SHP‐1 suppresses cancer cell growth by promoting degradation of JAK kinases

SHP ‐ 1 has been proposed to be a tumor suppressor gene for several cancers. The expression of SHP‐1 protein is diminished or abolished in most leukemia and lymphoma cell lines and tissues, and in some non‐hematopoietic cancer cell lines, such as estrogen receptor (ER) negative breast cancer cell lines and some colorectal cancer cell lines. However, we do not know whether the reduced SHP‐1 expression is the cause of cancer diseases or the secondary effect of cancer developments. Here, we first demonstrate that SHP‐1 has general tumor suppressing function in SHP‐1 transfected cell lines.
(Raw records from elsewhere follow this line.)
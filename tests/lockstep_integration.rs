/// 端到端测试 - 真实TCP回环上的锁步服务器与客户端
///
/// 测试目标：
/// 1. 单客户端往返：时间单调、延迟有界
/// 2. 多客户端并发接入，限流下全部注册并持续同步
/// 3. 单个客户端断开不影响其他客户端
/// 4. 沉默客户端被驱逐，活跃客户端继续
/// 5. 运行时间到期后有序关闭
/// 6. 客户端驱动循环的退出路径

use std::net::SocketAddr;
use std::sync::Arc;
use std::sync::atomic::{AtomicU64, Ordering};
use std::time::{Duration, Instant};
use chrono::{DateTime, Utc};
use futures::future::join_all;
use lockstep::{
    ClientConfig, ClockFace, Connection, ConnectionHandle, ConnectionId, ConnectionRegistry, DriverExit, FrameLogic,
    FramedConnection, InputEvent, LockstepServer, Packet, Reply, Request, RoundTripDriver, ServerConfig, ServerLink,
    TransportError,
};
use parking_lot::Mutex;
use tokio::net::TcpStream;
use tokio::sync::mpsc;
use tokio::task::JoinHandle;
use tokio_util::sync::CancellationToken;

fn init_tracing() {
    let _ = tracing_subscriber::fmt()
        .with_env_filter(tracing_subscriber::EnvFilter::new("lockstep=debug"))
        .with_test_writer()
        .try_init();
}

/// 30fps 下的一个帧周期
const FRAME: Duration = Duration::from_nanos(33_333_333);

fn test_config() -> ServerConfig {
    ServerConfig::new()
        .with_bind_address("127.0.0.1:0")
        .with_max_connections(100)
        .with_accept_throttle(10)
        .with_fps(30)
        .with_frame_timeout(Duration::from_secs(2))
        .with_run_duration(None)
        .with_graceful_timeout(Duration::from_secs(2))
        .with_info_interval(Duration::from_millis(250))
}

struct RunningServer {
    addr: SocketAddr,
    registry: Arc<ConnectionRegistry<ConnectionHandle>>,
    shutdown: CancellationToken,
    task: JoinHandle<Result<(), TransportError>>,
}

async fn start_server(config: ServerConfig) -> Result<RunningServer, TransportError> {
    let server = LockstepServer::bind(config).await?;
    Ok(RunningServer {
        addr: server.local_addr()?,
        registry: server.registry(),
        shutdown: server.shutdown_token(),
        task: tokio::spawn(server.run()),
    })
}

async fn connect(addr: SocketAddr) -> Result<FramedConnection<TcpStream>, TransportError> {
    FramedConnection::connect(&addr.to_string(), Duration::from_secs(2)).await
}

async fn round_trip(connection: &mut FramedConnection<TcpStream>, message_id: u32) -> Result<DateTime<Utc>, TransportError> {
    connection.send(Packet::request(message_id, &Request::Tick { cmd: 0 })?).await?;
    let reply = connection.recv().await?;
    assert_eq!(reply.message_id(), message_id);
    let Reply::Clock { at } = reply.to_reply()?;
    Ok(at)
}

async fn wait_until(timeout: Duration, mut condition: impl FnMut() -> bool) -> bool {
    let deadline = Instant::now() + timeout;
    while Instant::now() < deadline {
        if condition() {
            return true;
        }
        tokio::time::sleep(Duration::from_millis(10)).await;
    }
    condition()
}

/// 持续往返直到 `stop` 被取消的客户端，返回回复之间的最大间隔
struct LoopingClient {
    replies: Arc<AtomicU64>,
    stop: CancellationToken,
    task: JoinHandle<Result<Duration, TransportError>>,
}

fn spawn_looping_client(addr: SocketAddr) -> LoopingClient {
    let replies = Arc::new(AtomicU64::new(0));
    let stop = CancellationToken::new();

    let task = {
        let replies = replies.clone();
        let stop = stop.clone();
        tokio::spawn(async move {
            let mut connection = connect(addr).await?;
            let mut message_id = 0;
            let mut last_reply: Option<Instant> = None;
            let mut max_gap = Duration::ZERO;

            while !stop.is_cancelled() {
                message_id += 1;
                round_trip(&mut connection, message_id).await?;
                replies.fetch_add(1, Ordering::SeqCst);

                let now = Instant::now();
                if let Some(last) = last_reply {
                    max_gap = max_gap.max(now - last);
                }
                last_reply = Some(now);
            }
            Ok(max_gap)
        })
    };

    LoopingClient { replies, stop, task }
}

#[tokio::test]
async fn test_single_client_round_trips() -> Result<(), TransportError> {
    init_tracing();
    let server = start_server(test_config()).await?;
    let mut connection = connect(server.addr).await?;

    let mut previous: Option<DateTime<Utc>> = None;
    for message_id in 1..=100 {
        let sent_at = Utc::now();
        let started = Instant::now();
        let at = round_trip(&mut connection, message_id).await?;

        // 请求最多等到下一帧，再加一帧的调度余量
        let latency = started.elapsed();
        assert!(latency < 2 * FRAME, "round trip {} took {:?}", message_id, latency);
        assert!(at > sent_at, "reply time must be after the request was sent");
        if let Some(previous) = previous {
            assert!(at >= previous, "reply times must be monotonic");
        }
        previous = Some(at);
    }

    drop(connection);
    server.shutdown.cancel();
    server.task.await.unwrap()?;
    Ok(())
}

#[tokio::test(flavor = "multi_thread", worker_threads = 4)]
async fn test_fifty_clients_all_synchronized() -> Result<(), TransportError> {
    init_tracing();
    let server = start_server(test_config()).await?;

    let clients: Vec<_> = (0..50).map(|_| spawn_looping_client(server.addr)).collect();

    let registry = server.registry.clone();
    assert!(wait_until(Duration::from_secs(5), || registry.len() == 50).await);

    let before: Vec<u64> = clients.iter().map(|c| c.replies.load(Ordering::SeqCst)).collect();
    tokio::time::sleep(Duration::from_secs(1)).await;
    for (client, before) in clients.iter().zip(before) {
        let gained = client.replies.load(Ordering::SeqCst) - before;
        assert!(gained >= 10, "client only got {} replies in one second", gained);
    }

    for client in &clients {
        client.stop.cancel();
    }
    for outcome in join_all(clients.into_iter().map(|c| c.task)).await {
        outcome.unwrap()?;
    }

    assert!(wait_until(Duration::from_secs(2), || registry.is_empty()).await);
    server.shutdown.cancel();
    server.task.await.unwrap()?;
    Ok(())
}

#[tokio::test(flavor = "multi_thread", worker_threads = 2)]
async fn test_closing_one_client_does_not_disturb_others() -> Result<(), TransportError> {
    init_tracing();
    let server = start_server(test_config()).await?;

    let mut clients: Vec<_> = (0..5).map(|_| spawn_looping_client(server.addr)).collect();
    let registry = server.registry.clone();
    assert!(wait_until(Duration::from_secs(3), || registry.len() == 5).await);

    let leaving = clients.remove(0);
    leaving.stop.cancel();
    leaving.task.await.unwrap()?;
    assert!(wait_until(Duration::from_secs(1), || registry.len() == 4).await);

    let before: Vec<u64> = clients.iter().map(|c| c.replies.load(Ordering::SeqCst)).collect();
    tokio::time::sleep(Duration::from_millis(500)).await;
    for (client, before) in clients.iter().zip(before) {
        assert!(client.replies.load(Ordering::SeqCst) - before >= 5);
    }

    for client in &clients {
        client.stop.cancel();
    }
    for client in clients {
        let max_gap = client.task.await.unwrap()?;
        assert!(max_gap < 2 * FRAME, "gap of {:?} between replies", max_gap);
    }

    server.shutdown.cancel();
    server.task.await.unwrap()?;
    Ok(())
}

#[tokio::test(flavor = "multi_thread", worker_threads = 2)]
async fn test_silent_client_is_evicted() -> Result<(), TransportError> {
    init_tracing();
    let server = start_server(test_config().with_frame_timeout(Duration::from_millis(100))).await?;

    let active = spawn_looping_client(server.addr);
    let mut silent = connect(server.addr).await?;

    let closed = tokio::time::timeout(Duration::from_secs(3), silent.recv())
        .await
        .expect("silent client should be disconnected");
    assert_eq!(closed, Err(TransportError::Closed));

    let registry = server.registry.clone();
    assert!(wait_until(Duration::from_secs(1), || registry.len() == 1).await);

    let before = active.replies.load(Ordering::SeqCst);
    tokio::time::sleep(Duration::from_millis(300)).await;
    assert!(active.replies.load(Ordering::SeqCst) > before);

    active.stop.cancel();
    active.task.await.unwrap()?;
    server.shutdown.cancel();
    server.task.await.unwrap()?;
    Ok(())
}

#[tokio::test]
async fn test_run_duration_shuts_down_in_order() -> Result<(), TransportError> {
    init_tracing();
    let server = start_server(test_config().with_run_duration(Some(Duration::from_millis(500)))).await?;
    let client = spawn_looping_client(server.addr);

    let result = tokio::time::timeout(Duration::from_secs(5), server.task)
        .await
        .expect("server should stop after its run duration");
    assert!(result.unwrap().is_ok());
    assert!(server.shutdown.is_cancelled());
    assert!(server.registry.is_empty());

    // 客户端在下一次往返时发现连接已关闭
    let outcome = tokio::time::timeout(Duration::from_secs(2), client.task).await.unwrap().unwrap();
    assert!(outcome.is_err());
    assert!(client.replies.load(Ordering::SeqCst) > 0);

    // 停止接入
    assert!(TcpStream::connect(server.addr).await.is_err());
    Ok(())
}

#[derive(Clone, Default)]
struct RecordingFace {
    times: Arc<Mutex<Vec<DateTime<Utc>>>>,
}

impl ClockFace for RecordingFace {
    fn set_time(&mut self, at: DateTime<Utc>) {
        self.times.lock().push(at);
    }

    fn draw(&mut self) {}
}

#[tokio::test]
async fn test_driver_quit_and_disconnect() -> Result<(), TransportError> {
    init_tracing();
    let server = start_server(test_config().with_fps(60)).await?;
    let client_config = ClientConfig::new()
        .with_server_address(server.addr.to_string())
        .with_connect_timeout(Duration::from_secs(1))
        .with_info_interval(Duration::from_millis(100));

    // 用户退出
    let face = RecordingFace::default();
    let (input_tx, input_rx) = mpsc::channel(4);
    let driver = RoundTripDriver::new(ServerLink::connect(&client_config).await?, face.clone(), input_rx, &client_config);
    let running = tokio::spawn(driver.run());

    let times = face.times.clone();
    assert!(wait_until(Duration::from_secs(3), || times.lock().len() >= 5).await);
    input_tx.send(InputEvent::Quit).await.unwrap();
    assert_eq!(running.await.unwrap(), DriverExit::Quit);

    let recorded = face.times.lock().clone();
    assert!(recorded.windows(2).all(|w| w[0] <= w[1]));

    // 服务器关闭
    let face = RecordingFace::default();
    let (_input_tx, input_rx) = mpsc::channel(4);
    let driver = RoundTripDriver::new(ServerLink::connect(&client_config).await?, face.clone(), input_rx, &client_config);
    let running = tokio::spawn(driver.run());

    let times = face.times.clone();
    assert!(wait_until(Duration::from_secs(3), || !times.lock().is_empty()).await);
    server.shutdown.cancel();

    let exit = tokio::time::timeout(Duration::from_secs(3), running).await.unwrap().unwrap();
    assert_eq!(exit, DriverExit::Disconnected);
    server.task.await.unwrap()?;
    Ok(())
}

#[tokio::test]
async fn test_shutdown_lets_in_flight_frame_finish() -> Result<(), TransportError> {
    init_tracing();
    let server = start_server(test_config()).await?;
    let mut connection = connect(server.addr).await?;

    let registry = server.registry.clone();
    assert!(wait_until(Duration::from_secs(2), || registry.len() == 1).await);
    // 过几个帧周期，当前帧已经在等待这个连接的请求
    tokio::time::sleep(3 * FRAME).await;

    server.shutdown.cancel();
    tokio::time::sleep(Duration::from_millis(100)).await;

    // 关闭之后才到达的请求仍属于进行中的帧，必须收到回复
    let sent_at = Utc::now();
    let at = round_trip(&mut connection, 1).await?;
    assert!(at > sent_at);

    // 帧结束后连接被关闭，不会再开始新的帧
    let closed = tokio::time::timeout(Duration::from_secs(1), connection.recv())
        .await
        .expect("connection should close right after the frame");
    assert_eq!(closed, Err(TransportError::Closed));

    tokio::time::timeout(Duration::from_secs(1), server.task).await.unwrap().unwrap()?;
    assert!(server.registry.is_empty());
    Ok(())
}

/// 记录每个连接收到的请求数的帧逻辑
#[derive(Clone, Default)]
struct CountingClock {
    seen: Arc<Mutex<Vec<ConnectionId>>>,
}

impl FrameLogic for CountingClock {
    fn next_command(&mut self, id: ConnectionId, _request: &Request) -> Reply {
        self.seen.lock().push(id);
        Reply::clock_now()
    }
}

#[tokio::test]
async fn test_custom_frame_logic_serves_every_request() -> Result<(), TransportError> {
    init_tracing();
    let logic = CountingClock::default();
    let server = LockstepServer::bind(test_config()).await?.with_logic(logic.clone());
    let addr = server.local_addr()?;
    let shutdown = server.shutdown_token();
    let task = tokio::spawn(server.run());

    let mut connection = connect(addr).await?;
    for message_id in 1..=5 {
        round_trip(&mut connection, message_id).await?;
    }

    let seen = logic.seen.lock().clone();
    assert_eq!(seen.len(), 5);
    assert!(seen.windows(2).all(|w| w[0] == w[1]));

    drop(connection);
    shutdown.cancel();
    task.await.unwrap()?;
    Ok(())
}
Transfected SHP‐1 inhibits the growth of three lymphoma/leukemia cell lines (Ramos, H9, Jurkat) and one breast cancer cell line (HTB26). We also demonstrate a possible molecular mechanism for the tumor suppressing function of SHP‐1: SHP‐1 inhibits cell growth partly by negative regulation of activated JAK kinase. In addition, we find, for the first time, that SHP‐1 down‐regulates the level of TYK2 kinase in H9 cells and of JAK1 kinase in HTB26 cells, by accelerating their degradation. The SHP‐1 accelerated degradation of JAK1 kinase in HTB26 cells was blocked with the treatment of MG132, a specific inhibitor for proteasome‐mediated proteolysis. Our data suggest a new function of SHP‐1 in the regulation of proteasome‐mediated degradation pathway. © 2003 Wiley‐Liss, Inc.